▶ **BRIEF**
Print the listing in full, keeping every line exactly as it is.

▶ **DATA FOR THE TASK**
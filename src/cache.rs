//! Advisory cache of machine translations.
//!
//! Entries are keyed by a hash of the target language and the source text.
//! A miss only means the text gets translated again.

use crate::error::CacheError;
use sha2::{Digest, Sha256};
use std::collections::{BTreeMap, HashMap};
use std::path::{Path, PathBuf};
use std::sync::{Mutex, MutexGuard};
use tracing::{debug, warn};

/// Key for `text` translated into `language`: hex SHA-256 of `language\0text`.
pub fn cache_key(text: &str, language: &str) -> String {
    let mut hasher = Sha256::new();
    hasher.update(language.as_bytes());
    hasher.update([0u8]);
    hasher.update(text.as_bytes());
    hex::encode(hasher.finalize())
}

pub trait TranslationCache: Send + Sync {
    fn get(&self, text: &str, language: &str) -> Option<String>;
    fn put(&self, text: &str, language: &str, translation: &str);
}

fn lock(entries: &Mutex<HashMap<String, String>>) -> MutexGuard<'_, HashMap<String, String>> {
    // Entries are plain strings, a poisoned map is still consistent.
    entries.lock().unwrap_or_else(|poisoned| poisoned.into_inner())
}

/// Cache that lives for one process.
#[derive(Debug, Default)]
pub struct MemoryCache {
    entries: Mutex<HashMap<String, String>>,
}

impl MemoryCache {
    pub fn new() -> Self {
        Self::default()
    }

    pub fn len(&self) -> usize {
        lock(&self.entries).len()
    }

    pub fn is_empty(&self) -> bool {
        self.len() == 0
    }
}

impl TranslationCache for MemoryCache {
    fn get(&self, text: &str, language: &str) -> Option<String> {
        lock(&self.entries).get(&cache_key(text, language)).cloned()
    }

    fn put(&self, text: &str, language: &str, translation: &str) {
        lock(&self.entries).insert(cache_key(text, language), translation.to_string());
    }
}

/// Cache backed by a JSON file of `key -> translation`.
#[derive(Debug)]
pub struct FileCache {
    path: PathBuf,
    entries: Mutex<HashMap<String, String>>,
    dirty: Mutex<bool>,
}

impl FileCache {
    /// Load the cache at `path`. A missing file starts an empty cache; an
    /// unreadable or malformed one is logged and ignored.
    pub fn load(path: impl AsRef<Path>) -> Self {
        let path = path.as_ref().to_path_buf();
        let entries = match std::fs::read_to_string(&path) {
            Ok(content) => match serde_json::from_str::<HashMap<String, String>>(&content) {
                Ok(entries) => {
                    debug!("Loaded {} cached translations from {}", entries.len(), path.display());
                    entries
                }
                Err(e) => {
                    warn!("Ignoring malformed cache file {}: {}", path.display(), e);
                    HashMap::new()
                }
            },
            Err(e) if e.kind() == std::io::ErrorKind::NotFound => HashMap::new(),
            Err(e) => {
                warn!("Ignoring unreadable cache file {}: {}", path.display(), e);
                HashMap::new()
            }
        };

        Self {
            path,
            entries: Mutex::new(entries),
            dirty: Mutex::new(false),
        }
    }

    pub fn len(&self) -> usize {
        lock(&self.entries).len()
    }

    pub fn is_empty(&self) -> bool {
        self.len() == 0
    }

    /// Write the cache back to disk if anything was added since loading.
    /// Returns whether a write happened.
    pub fn persist(&self) -> Result<bool, CacheError> {
        let mut dirty = self.dirty.lock().unwrap_or_else(|p| p.into_inner());
        if !*dirty {
            return Ok(false);
        }

        // Sorted keys keep the file diff-friendly between runs.
        let sorted: BTreeMap<String, String> = lock(&self.entries).clone().into_iter().collect();
        let content = serde_json::to_string_pretty(&sorted)?;

        if let Some(parent) = self.path.parent().filter(|p| !p.as_os_str().is_empty()) {
            std::fs::create_dir_all(parent).map_err(|source| CacheError::Write {
                path: self.path.clone(),
                source,
            })?;
        }
        std::fs::write(&self.path, content).map_err(|source| CacheError::Write {
            path: self.path.clone(),
            source,
        })?;

        *dirty = false;
        Ok(true)
    }
}

impl TranslationCache for FileCache {
    fn get(&self, text: &str, language: &str) -> Option<String> {
        lock(&self.entries).get(&cache_key(text, language)).cloned()
    }

    fn put(&self, text: &str, language: &str, translation: &str) {
        let previous =
            lock(&self.entries).insert(cache_key(text, language), translation.to_string());
        if previous.as_deref() != Some(translation) {
            *self.dirty.lock().unwrap_or_else(|p| p.into_inner()) = true;
        }
    }
}

/// The cache a run uses: in-memory, or file-backed when a path is configured.
#[derive(Debug)]
pub enum CacheStore {
    Memory(MemoryCache),
    File(FileCache),
}

impl CacheStore {
    pub fn open(path: Option<&Path>) -> Self {
        match path {
            Some(path) => CacheStore::File(FileCache::load(path)),
            None => CacheStore::Memory(MemoryCache::new()),
        }
    }

    /// Persist a file-backed cache; a no-op for the in-memory one.
    pub fn persist(&self) -> Result<bool, CacheError> {
        match self {
            CacheStore::Memory(_) => Ok(false),
            CacheStore::File(cache) => cache.persist(),
        }
    }
}

impl TranslationCache for CacheStore {
    fn get(&self, text: &str, language: &str) -> Option<String> {
        match self {
            CacheStore::Memory(cache) => cache.get(text, language),
            CacheStore::File(cache) => cache.get(text, language),
        }
    }

    fn put(&self, text: &str, language: &str, translation: &str) {
        match self {
            CacheStore::Memory(cache) => cache.put(text, language, translation),
            CacheStore::File(cache) => cache.put(text, language, translation),
        }
    }
}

▶ **RESPONSE**
filename src/cache.rs
//! Advisory cache of machine translations.
//!
//! Entries are keyed by a hash of the target language and the source text.
//! A miss only means the text gets translated again.

use crate::error::CacheError;
use sha2::{Digest, Sha256};
use std::collections::{BTreeMap, HashMap};
use std::path::{Path, PathBuf};
use std::sync::{Mutex, MutexGuard};
use tracing::{debug, warn};

/// Key for `text` translated into `language`: hex SHA-256 of `language\0text`.
pub fn cache_key(text: &str, language: &str) -> String {
    let mut hasher = Sha256::new();
    hasher.update(language.as_bytes());
    hasher.update([0u8]);
    hasher.update(text.as_bytes());
    hex::encode(hasher.finalize())
}

pub trait TranslationCache: Send + Sync {
    fn get(&self, text: &str, language: &str) -> Option<String>;
    fn put(&self, text: &str, language: &str, translation: &str);
}

fn lock(entries: &Mutex<HashMap<String, String>>) -> MutexGuard<'_, HashMap<String, String>> {
    // Entries are plain strings, a poisoned map is still consistent.
    entries.lock().unwrap_or_else(|poisoned| poisoned.into_inner())
}

/// Cache that lives for one process.
#[derive(Debug, Default)]
pub struct MemoryCache {
    entries: Mutex<HashMap<String, String>>,
}

impl MemoryCache {
    pub fn new() -> Self {
        Self::default()
    }

    pub fn len(&self) -> usize {
        lock(&self.entries).len()
    }

    pub fn is_empty(&self) -> bool {
        self.len() == 0
    }
}

impl TranslationCache for MemoryCache {
    fn get(&self, text: &str, language: &str) -> Option<String> {
        lock(&self.entries).get(&cache_key(text, language)).cloned()
    }

    fn put(&self, text: &str, language: &str, translation: &str) {
        lock(&self.entries).insert(cache_key(text, language), translation.to_string());
    }
}

/// Cache backed by a JSON file of `key -> translation`.
#[derive(Debug)]
pub struct FileCache {
    path: PathBuf,
    entries: Mutex<HashMap<String, String>>,
    dirty: Mutex<bool>,
}

impl FileCache {
    /// Load the cache at `path`. A missing file starts an empty cache; an
    /// unreadable or malformed one is logged and ignored.
    pub fn load(path: impl AsRef<Path>) -> Self {
        let path = path.as_ref().to_path_buf();
        let entries = match std::fs::read_to_string(&path) {
            Ok(content) => match serde_json::from_str::<HashMap<String, String>>(&content) {
                Ok(entries) => {
                    debug!("Loaded {} cached translations from {}", entries.len(), path.display());
                    entries
                }
                Err(e) => {
                    warn!("Ignoring malformed cache file {}: {}", path.display(), e);
                    HashMap::new()
                }
            },
            Err(e) if e.kind() == std::io::ErrorKind::NotFound => HashMap::new(),
            Err(e) => {
                warn!("Ignoring unreadable cache file {}: {}", path.display(), e);
                HashMap::new()
            }
        };

        Self {
            path,
            entries: Mutex::new(entries),
            dirty: Mutex::new(false),
        }
    }

    pub fn len(&self) -> usize {
        lock(&self.entries).len()
    }

    pub fn is_empty(&self) -> bool {
        self.len() == 0
    }

    /// Write the cache back to disk if anything was added since loading.
    /// Returns whether a write happened.
    pub fn persist(&self) -> Result<bool, CacheError> {
        let mut dirty = self.dirty.lock().unwrap_or_else(|p| p.into_inner());
        if !*dirty {
            return Ok(false);
        }

        // Sorted keys keep the file diff-friendly between runs.
        let sorted: BTreeMap<String, String> = lock(&self.entries).clone().into_iter().collect();
        let content = serde_json::to_string_pretty(&sorted)?;

        if let Some(parent) = self.path.parent().filter(|p| !p.as_os_str().is_empty()) {
            std::fs::create_dir_all(parent).map_err(|source| CacheError::Write {
                path: self.path.clone(),
                source,
            })?;
        }
        std::fs::write(&self.path, content).map_err(|source| CacheError::Write {
            path: self.path.clone(),
            source,
        })?;

        *dirty = false;
        Ok(true)
    }
}

impl TranslationCache for FileCache {
    fn get(&self, text: &str, language: &str) -> Option<String> {
        lock(&self.entries).get(&cache_key(text, language)).cloned()
    }

    fn put(&self, text: &str, language: &str, translation: &str) {
        let previous =
            lock(&self.entries).insert(cache_key(text, language), translation.to_string());
        if previous.as_deref() != Some(translation) {
            *self.dirty.lock().unwrap_or_else(|p| p.into_inner()) = true;
        }
    }
}

/// The cache a run uses: in-memory, or file-backed when a path is configured.
#[derive(Debug)]
pub enum CacheStore {
    Memory(MemoryCache),
    File(FileCache),
}

impl CacheStore {
    pub fn open(path: Option<&Path>) -> Self {
        match path {
            Some(path) => CacheStore::File(FileCache::load(path)),
            None => CacheStore::Memory(MemoryCache::new()),
        }
    }

    /// Persist a file-backed cache; a no-op for the in-memory one.
    pub fn persist(&self) -> Result<bool, CacheError> {
        match self {
            CacheStore::Memory(_) => Ok(false),
            CacheStore::File(cache) => cache.persist(),
        }
    }
}

impl TranslationCache for CacheStore {
    fn get(&self, text: &str, language: &str) -> Option<String> {
        match self {
            CacheStore::Memory(cache) => cache.get(text, language),
            CacheStore::File(cache) => cache.get(text, language),
        }
    }

    fn put(&self, text: &str, language: &str, translation: &str) {
        match self {
            CacheStore::Memory(cache) => cache.put(text, language, translation),
            CacheStore::File(cache) => cache.put(text, language, translation),
        }
    }
}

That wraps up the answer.